Of course, these same folks portray a fabulous image that is completely divorced from the modest reality in existence; but, naturally, this is unimportant to society. Indeed, it is a curious world we live in when facts are presented and those embarrassed by the facts find comfort in dismissing the presenter as psychotic. Then again, I cannot imagine that the King of England felt much affection for Jonathan Swift after “A Modest Proposal” or that Christopher Hitchens received a warm reception from the Vatican after “God is Not Great: How Religion Poisons Everything.”

Inconveniently, these unpleasant components of humanity are inherent to the experience of being alive. Without our downs, we cannot identify our ups. And, there are some human beings with a propensity toward depression; interestingly enough, there seems to be a strong overlap between those with a sincere desire for man to do the right thing and a profound sense of sadness when this does not occur.
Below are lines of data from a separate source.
use std::fmt;
use std::str::FromStr;

use crate::error::ModelError;

/// Season number. Seasons are counted from 1; zero is rejected.
#[derive(Debug, Clone, Copy, PartialEq, Eq, PartialOrd, Ord, Hash)]
#[cfg_attr(feature = "serde", derive(serde::Serialize))]
#[cfg_attr(feature = "serde", serde(into = "u16"))]
pub struct SeasonNumber(u16);

impl SeasonNumber {
    pub fn new(num: u16) -> Result<Self, ModelError> {
        if num == 0 {
            return Err(ModelError::InvalidNumber(
                "season number must be positive".to_string(),
            ));
        }
        Ok(SeasonNumber(num))
    }

    pub fn value(&self) -> u16 {
        self.0
    }
}

impl fmt::Display for SeasonNumber {
    fn fmt(&self, f: &mut fmt::Formatter<'_>) -> fmt::Result {
        write!(f, "{}", self.0)
    }
}

impl TryFrom<u16> for SeasonNumber {
    type Error = ModelError;

    fn try_from(num: u16) -> Result<Self, Self::Error> {
        SeasonNumber::new(num)
    }
}

impl From<SeasonNumber> for u16 {
    fn from(num: SeasonNumber) -> Self {
        num.0
    }
}

impl FromStr for SeasonNumber {
    type Err = ModelError;

    fn from_str(s: &str) -> Result<Self, Self::Err> {
        let num = s.trim().parse::<u16>().map_err(|_| {
            ModelError::InvalidNumber(format!("`{s}` is not a season number"))
        })?;
        SeasonNumber::new(num)
    }
}

/// Episode number within a season. Episodes are counted from 1.
#[derive(Debug, Clone, Copy, PartialEq, Eq, PartialOrd, Ord, Hash)]
#[cfg_attr(feature = "serde", derive(serde::Serialize))]
#[cfg_attr(feature = "serde", serde(into = "u16"))]
pub struct EpisodeNumber(u16);

impl EpisodeNumber {
    pub fn new(num: u16) -> Result<Self, ModelError> {
        if num == 0 {
            return Err(ModelError::InvalidNumber(
                "episode number must be positive".to_string(),
            ));
        }
        Ok(EpisodeNumber(num))
    }

    pub fn value(&self) -> u16 {
        self.0
    }
}

impl fmt::Display for EpisodeNumber {
    fn fmt(&self, f: &mut fmt::Formatter<'_>) -> fmt::Result {
        write!(f, "{}", self.0)
    }
}

impl TryFrom<u16> for EpisodeNumber {
    type Error = ModelError;

    fn try_from(num: u16) -> Result<Self, Self::Error> {
        EpisodeNumber::new(num)
    }
}

impl From<EpisodeNumber> for u16 {
    fn from(num: EpisodeNumber) -> Self {
        num.0
    }
}

impl FromStr for EpisodeNumber {
    type Err = ModelError;

    fn from_str(s: &str) -> Result<Self, Self::Err> {
        let num = s.trim().parse::<u16>().map_err(|_| {
            ModelError::InvalidNumber(format!("`{s}` is not an episode number"))
        })?;
        EpisodeNumber::new(num)
    }
}

/// Numbers arrive as JSON integers in most places but as strings when they
/// key a map, so both forms are accepted.
#[cfg(feature = "serde")]
mod serde_impl {
    use std::fmt;

    use serde::de::{self, Deserialize, Deserializer, Unexpected, Visitor};

    use super::{EpisodeNumber, SeasonNumber};

    struct PositiveNumber(&'static str);

    impl Visitor<'_> for PositiveNumber {
        type Value = u16;

        fn expecting(&self, f: &mut fmt::Formatter<'_>) -> fmt::Result {
            write!(f, "a {} number as an integer or numeric string", self.0)
        }

        fn visit_u64<E: de::Error>(self, v: u64) -> Result<u16, E> {
            u16::try_from(v)
                .map_err(|_| E::invalid_value(Unexpected::Unsigned(v), &self))
        }

        fn visit_i64<E: de::Error>(self, v: i64) -> Result<u16, E> {
            u16::try_from(v)
                .map_err(|_| E::invalid_value(Unexpected::Signed(v), &self))
        }

        fn visit_str<E: de::Error>(self, v: &str) -> Result<u16, E> {
            v.trim()
                .parse()
                .map_err(|_| E::invalid_value(Unexpected::Str(v), &self))
        }
    }

    impl<'de> Deserialize<'de> for SeasonNumber {
        fn deserialize<D: Deserializer<'de>>(
            deserializer: D,
        ) -> Result<Self, D::Error> {
            let num = deserializer.deserialize_any(PositiveNumber("season"))?;
            SeasonNumber::new(num).map_err(de::Error::custom)
        }
    }

    impl<'de> Deserialize<'de> for EpisodeNumber {
        fn deserialize<D: Deserializer<'de>>(
            deserializer: D,
        ) -> Result<Self, D::Error> {
            let num = deserializer.deserialize_any(PositiveNumber("episode"))?;
            EpisodeNumber::new(num).map_err(de::Error::custom)
        }
    }
}

#[cfg(test)]
mod tests {
    use super::*;

    #[test]
    fn zero_is_rejected() {
        assert!(SeasonNumber::new(0).is_err());
        assert!(EpisodeNumber::new(0).is_err());
        assert_eq!(SeasonNumber::new(3).unwrap().value(), 3);
    }

    #[test]
    fn parses_trimmed_text() {
        assert_eq!(" 2 ".parse::<SeasonNumber>().unwrap().value(), 2);
        assert!("x".parse::<EpisodeNumber>().is_err());
        assert!("-1".parse::<EpisodeNumber>().is_err());
        assert!("0".parse::<EpisodeNumber>().is_err());
    }

    #[cfg(feature = "serde")]
    #[test]
    fn deserializes_integers_and_numeric_strings() {
        let season: SeasonNumber = serde_json::from_str("3").unwrap();
        assert_eq!(season.value(), 3);
        let episode: EpisodeNumber = serde_json::from_str("\"12\"").unwrap();
        assert_eq!(episode.value(), 12);
        assert!(serde_json::from_str::<SeasonNumber>("0").is_err());
        assert!(serde_json::from_str::<EpisodeNumber>("\"x\"").is_err());
        assert!(serde_json::from_str::<EpisodeNumber>("70000").is_err());
    }
}
use reelshelf_model::{CatalogId, EpisodeKey};
use serde::{Deserialize, Serialize};
use tokio::sync::broadcast;

use super::job::{JobId, JobMode};
use super::outcome::{RejectReason, SkipReason};
use super::progress::{ProgressMessage, SummaryMessage};

/// Lifecycle notifications emitted by the ingestion service.
#[derive(Debug, Clone, PartialEq, Serialize, Deserialize)]
#[serde(tag = "event", rename_all = "snake_case")]
pub enum IngestionEvent {
    JobOpened {
        job_id: JobId,
        catalog_id: CatalogId,
        mode: JobMode,
    },
    ItemAccepted {
        job_id: JobId,
        key: EpisodeKey,
    },
    ItemSkipped {
        job_id: JobId,
        key: EpisodeKey,
        reason: SkipReason,
    },
    ItemRejected {
        job_id: JobId,
        reason: RejectReason,
    },
    Progress(ProgressMessage),
    JobCompleted(SummaryMessage),
    JobDiscarded {
        job_id: JobId,
    },
}

impl IngestionEvent {
    pub fn job_id(&self) -> JobId {
        match self {
            IngestionEvent::JobOpened { job_id, .. }
            | IngestionEvent::ItemAccepted { job_id, .. }
            | IngestionEvent::ItemSkipped { job_id, .. }
            | IngestionEvent::ItemRejected { job_id, .. }
            | IngestionEvent::JobDiscarded { job_id } => *job_id,
            IngestionEvent::Progress(message) => message.job_id,
            IngestionEvent::JobCompleted(summary) => summary.job_id,
        }
    }
}

/// In-process fan-out of [`IngestionEvent`]s to any number of observers.
///
/// Publishing never blocks; with no subscribers events are dropped, and
/// slow subscribers observe `RecvError::Lagged`.
#[derive(Debug, Clone)]
pub struct InProcIngestionBus {
    sender: broadcast::Sender<IngestionEvent>,
}

impl InProcIngestionBus {
    pub fn new(capacity: usize) -> Self {
        let (sender, _) = broadcast::channel(capacity.max(1));
        Self { sender }
    }

    pub fn subscribe(&self) -> broadcast::Receiver<IngestionEvent> {
        self.sender.subscribe()
    }

    pub fn publish(&self, event: IngestionEvent) {
        let _ = self.sender.send(event);
    }

    pub fn subscriber_count(&self) -> usize {
        self.sender.receiver_count()
    }
}

#[cfg(test)]
mod tests {
    use super::*;

    #[tokio::test]
    async fn subscribers_receive_published_events() {
        let bus = InProcIngestionBus::new(8);
        let mut rx = bus.subscribe();
        let job_id = JobId::new();
        bus.publish(IngestionEvent::JobDiscarded { job_id });

        let event = rx.recv().await.unwrap();
        assert_eq!(event.job_id(), job_id);
        assert_eq!(bus.subscriber_count(), 1);
    }

    #[test]
    fn publishing_without_subscribers_is_silent() {
        let bus = InProcIngestionBus::new(0);
        bus.publish(IngestionEvent::JobDiscarded {
            job_id: JobId::new(),
        });
    }
}
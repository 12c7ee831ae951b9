pub mod ingest;
pub mod series;

use anyhow::{Context, Result};
use reelshelf_core::store::JsonFileContentStore;

use crate::config::Config;

pub(crate) async fn open_store(config: &Config) -> Result<JsonFileContentStore> {
    JsonFileContentStore::open(&config.store_path)
        .await
        .with_context(|| {
            format!(
                "failed to open catalog at {}",
                config.store_path.display()
            )
        })
}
The fact that we as LGBT folks suffer from depression higher than straights might just mean that we care a little too much about the world, in that case. And, while that’s a quaint thought, I nonetheless think the reality is much less noble and much more banal. After all, as some of the most talented members of society, we as LGBT folks are, by our very nature, different and more sensitive. 

So, it’s no wonder that we would rather portray an image as well put together, successful, well-decorated, and fabulous. Who’s got time for reality when we’ve got the theatre?